WORK TASK
Copy out again, unchanged, the listing below from the line that has "pub mod middleware;" through the line that has "Whole tokens left".

※

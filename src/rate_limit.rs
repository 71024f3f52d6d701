//! Rate limiting primitives.
//!
//! This module provides the building blocks for rate limiting:
//! - [`RateLimiter`]: The core trait for rate limiting logic.
//! - [`RateLimitLayer`]: Tower middleware that enforces the limit per client key.
//! - [`Decision`]: The result of a rate limit check (Admitted/Rejected).
//! - [`FailurePolicy`]: What to do when the bucket store cannot be reached.
//!
//! # Architecture
//!
//! - **Middleware**: `RateLimitLayer` wraps your service. It derives a client key with a
//!   [`KeyExtractor`] and asks a `RateLimiter` whether to admit the request.
//! - **Logic**: [`TokenBucketLimiter`] (in `strategies`) does the refill/consume math.
//! - **Storage**: [`BucketStore`] (in `store`) holds bucket records, in memory or in a remote
//!   key-value store shared by every process.
//!
//! # Consistency
//!
//! The fetch-compute-store cycle is not atomic with respect to the store. Two concurrent
//! requests for one key can read the same bucket and both write back, losing a decrement. The
//! limiter is a best-effort throttle: under contention it can admit more than `capacity`
//! requests per window. [`serialize_per_key`](crate::LimiterConfigBuilder::serialize_per_key)
//! closes the gap for traffic handled by a single process only.

use crate::error::StoreError;
use std::time::Duration;

pub mod bucket;
pub mod key;
mod locks;
pub mod middleware;
pub mod store;
pub mod strategies;

pub use bucket::{BucketRecord, TokenBucket};
pub use key::{HeaderKey, KeyExtractor, PeerIp};
pub use middleware::{RateLimitLayer, RateLimitService};
pub use store::{BucketStore, InMemoryBucketStore};
pub use strategies::TokenBucketLimiter;

/// Wait suggested to clients rejected because the store was unreachable under fail-closed.
pub const FAIL_CLOSED_RETRY_AFTER: Duration = Duration::from_secs(1);

/// The decision returned by a rate limiter.
#[derive(Debug, Clone, PartialEq)]
pub enum Decision {
    /// The request is allowed to proceed.
    Admitted {
        /// Whole tokens left after this request, for `x-ratelimit-remaining`.
        /// `None` when no quota check happened (store outage under fail-open, or no key).
        remaining: Option<u32>,
    },
    /// The request is denied.
    Rejected {
        /// How long until the bucket holds a whole token again. Used for `Retry-After`.
        retry_after: Duration,
    },
}

impl Decision {
    /// Admission that skipped the quota check.
    pub fn unchecked() -> Self {
        Decision::Admitted { remaining: None }
    }

    /// Helper to check if admitted.
    pub fn is_admitted(&self) -> bool {
        matches!(self, Decision::Admitted { .. })
    }

    pub fn is_rejected(&self) -> bool {
        matches!(self, Decision::Rejected { .. })
    }
}

/// How the limiter resolves a check it could not complete.
#[derive(Debug, Default, Clone, Copy, PartialEq, Eq)]
pub enum FailurePolicy {
    /// Admit without consuming or persisting anything. Availability over strict quotas.
    #[default]
    FailOpen,
    /// Reject with [`FAIL_CLOSED_RETRY_AFTER`]. Strict quotas over availability.
    FailClosed,
}

impl FailurePolicy {
    /// The decision this policy substitutes for a failed check.
    pub fn fallback(self) -> Decision {
        match self {
            FailurePolicy::FailOpen => Decision::unchecked(),
            FailurePolicy::FailClosed => {
                Decision::Rejected { retry_after: FAIL_CLOSED_RETRY_AFTER }
            }
        }
    }
}

impl std::str::FromStr for FailurePolicy {
    type Err = String;

    fn from_str(s: &str) -> Result<Self, Self::Err> {
        match s.to_ascii_lowercase().as_str() {
            "open" | "fail-open" | "fail_open" => Ok(FailurePolicy::FailOpen),
            "closed" | "fail-closed" | "fail_closed" => Ok(FailurePolicy::FailClosed),
            other => Err(format!("expected `open` or `closed`, got `{}`", other)),
        }
    }
}

/// Core interface for rate limiting logic.
///
/// This trait decouples the middleware from the algorithm and the storage backend.
#[async_trait::async_trait]
pub trait RateLimiter: Send + Sync {
    /// Run one check-and-update cycle for `key`, surfacing store failures.
    async fn try_acquire(&self, key: &str) -> Result<Decision, StoreError>;

    /// Policy applied when `try_acquire` fails or panics.
    fn failure_policy(&self) -> FailurePolicy {
        FailurePolicy::FailOpen
    }

    /// Run one cycle and resolve store failures through [`failure_policy`](Self::failure_policy).
    async fn check_and_consume(&self, key: &str) -> Decision {
        match self.try_acquire(key).await {
            Ok(decision) => decision,
            Err(e) => {
                let policy = self.failure_policy();
                tracing::warn!(
                    key = %key,
                    error = %e,
                    ?policy,
                    "rate limit check skipped: bucket store failure"
                );
                policy.fallback()
            }
        }
    }
}
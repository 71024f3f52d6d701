//! Convenient re-exports for common Tollgate types.
pub use crate::{
    clock::{Clock, ManualClock, SystemClock},
    config::{LimiterConfig, LimiterConfigBuilder, Settings},
    error::{ConfigError, StoreError},
    rate_limit::{
        BucketRecord, BucketStore, Decision, FailurePolicy, HeaderKey, InMemoryBucketStore,
        KeyExtractor, PeerIp, RateLimitLayer, RateLimiter, TokenBucketLimiter,
    },
};
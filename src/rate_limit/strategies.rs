use crate::clock::{Clock, SystemClock};
use crate::config::LimiterConfig;
use crate::error::StoreError;
use crate::rate_limit::bucket::TokenBucket;
use crate::rate_limit::locks::KeyLocks;
use crate::rate_limit::store::BucketStore;
use crate::rate_limit::{Decision, FailurePolicy, RateLimiter};
use async_trait::async_trait;
use std::future::Future;
use std::sync::Arc;

/// A distributed token bucket rate limiter.
///
/// Each key gets `capacity` tokens that refill continuously over `window`. Bucket state lives in
/// the [`BucketStore`]; the limiter keeps nothing between calls beyond the optional per-key
/// locks. One call is one fetch, one in-memory update, one store, each store call bounded by
/// `store_timeout` and never retried.
pub struct TokenBucketLimiter<S, C = SystemClock> {
    store: Arc<S>,
    config: LimiterConfig,
    clock: C,
    locks: Option<KeyLocks>,
}

impl<S, C> std::fmt::Debug for TokenBucketLimiter<S, C>
where
    C: Clock,
{
    fn fmt(&self, f: &mut std::fmt::Formatter<'_>) -> std::fmt::Result {
        f.debug_struct("TokenBucketLimiter")
            .field("config", &self.config)
            .field("clock", &self.clock)
            .field("store", &"<bucket store>")
            .finish()
    }
}

impl<S> TokenBucketLimiter<S, SystemClock>
where
    S: BucketStore + 'static,
{
    /// Create a limiter backed by a shared store handle.
    pub fn new(store: Arc<S>, config: LimiterConfig) -> Self {
        let locks = config.serialize_per_key().then(KeyLocks::new);
        Self { store, config, clock: SystemClock, locks }
    }
}

impl<S, C> TokenBucketLimiter<S, C>
where
    S: BucketStore + 'static,
    C: Clock,
{
    /// Override the clock (useful for deterministic tests).
    pub fn with_clock<C2: Clock>(self, clock: C2) -> TokenBucketLimiter<S, C2> {
        TokenBucketLimiter { store: self.store, config: self.config, clock, locks: self.locks }
    }

    pub fn config(&self) -> &LimiterConfig {
        &self.config
    }

    pub fn store(&self) -> &Arc<S> {
        &self.store
    }

    async fn bounded<T, F>(&self, call: F) -> Result<T, StoreError>
    where
        F: Future<Output = Result<T, StoreError>>,
    {
        let timeout = self.config.store_timeout();
        match tokio::time::timeout(timeout, call).await {
            Ok(result) => result,
            Err(_) => Err(StoreError::TimedOut(timeout)),
        }
    }

    async fn cycle(&self, key: &str) -> Result<Decision, StoreError> {
        let record = self.bounded(self.store.fetch(key)).await?;
        // Read the clock after the fetch so the stamp reflects when the state was observed.
        let now = self.clock.now_millis();

        let mut bucket = match record {
            None => TokenBucket::full(&self.config, now),
            Some(record) => TokenBucket::from_record(&record).unwrap_or_else(|e| {
                tracing::warn!(key = %key, error = %e, "resetting malformed bucket record");
                TokenBucket::full(&self.config, now)
            }),
        };

        let decision = bucket.advance(&self.config, now);
        self.bounded(self.store.store(key, &bucket.to_record())).await?;

        if let Decision::Rejected { retry_after } = &decision {
            tracing::debug!(
                key = %key,
                tokens = bucket.tokens,
                ?retry_after,
                "rate limit exceeded"
            );
        }
        Ok(decision)
    }
}

#[async_trait]
impl<S, C> RateLimiter for TokenBucketLimiter<S, C>
where
    S: BucketStore + 'static,
    C: Clock + 'static,
{
    async fn try_acquire(&self, key: &str) -> Result<Decision, StoreError> {
        // Waiting on the key lock counts against the same budget as a store call.
        let _guard = match &self.locks {
            Some(locks) => Some(self.bounded(async { Ok(locks.lock(key).await) }).await?),
            None => None,
        };
        self.cycle(key).await
    }

    fn failure_policy(&self) -> FailurePolicy {
        self.config.failure_policy()
    }
}
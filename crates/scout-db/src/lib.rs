//! PostgreSQL persistence: the database facade and its repositories.

pub mod config;
pub mod database;
pub mod job_repository;
pub mod source_repository;
pub mod stats_repository;

pub use config::DatabaseConfig;
pub use database::Database;
pub use job_repository::JobRepository;
pub use source_repository::SourceRepository;
pub use stats_repository::StatsRepository;

/// Clamp pagination inputs: limit to [1, 200] with a default of 20,
/// offset to non-negative.
pub(crate) fn normalize_pagination(limit: i64, offset: i64) -> (i64, i64) {
    let limit = if limit <= 0 { 20 } else { limit.min(200) };
    (limit, offset.max(0))
}

/// Truncate a message for storage, respecting char boundaries.
pub(crate) fn truncate_message(message: &str, max: usize) -> String {
    if message.chars().count() <= max {
        return message.to_string();
    }
    message.chars().take(max).collect()
}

※

EXERCISE ANSWER
pub mod middleware;
pub mod store;
pub mod strategies;

pub use bucket::{BucketRecord, TokenBucket};
pub use key::{HeaderKey, KeyExtractor, PeerIp};
pub use middleware::{RateLimitLayer, RateLimitService};
pub use store::{BucketStore, InMemoryBucketStore};
pub use strategies::TokenBucketLimiter;

/// Wait suggested to clients rejected because the store was unreachable under fail-closed.
pub const FAIL_CLOSED_RETRY_AFTER: Duration = Duration::from_secs(1);

/// The decision returned by a rate limiter.
#[derive(Debug, Clone, PartialEq)]
pub enum Decision {
    /// The request is allowed to proceed.
    Admitted {
        /// Whole tokens left after this request, for `x-ratelimit-remaining`.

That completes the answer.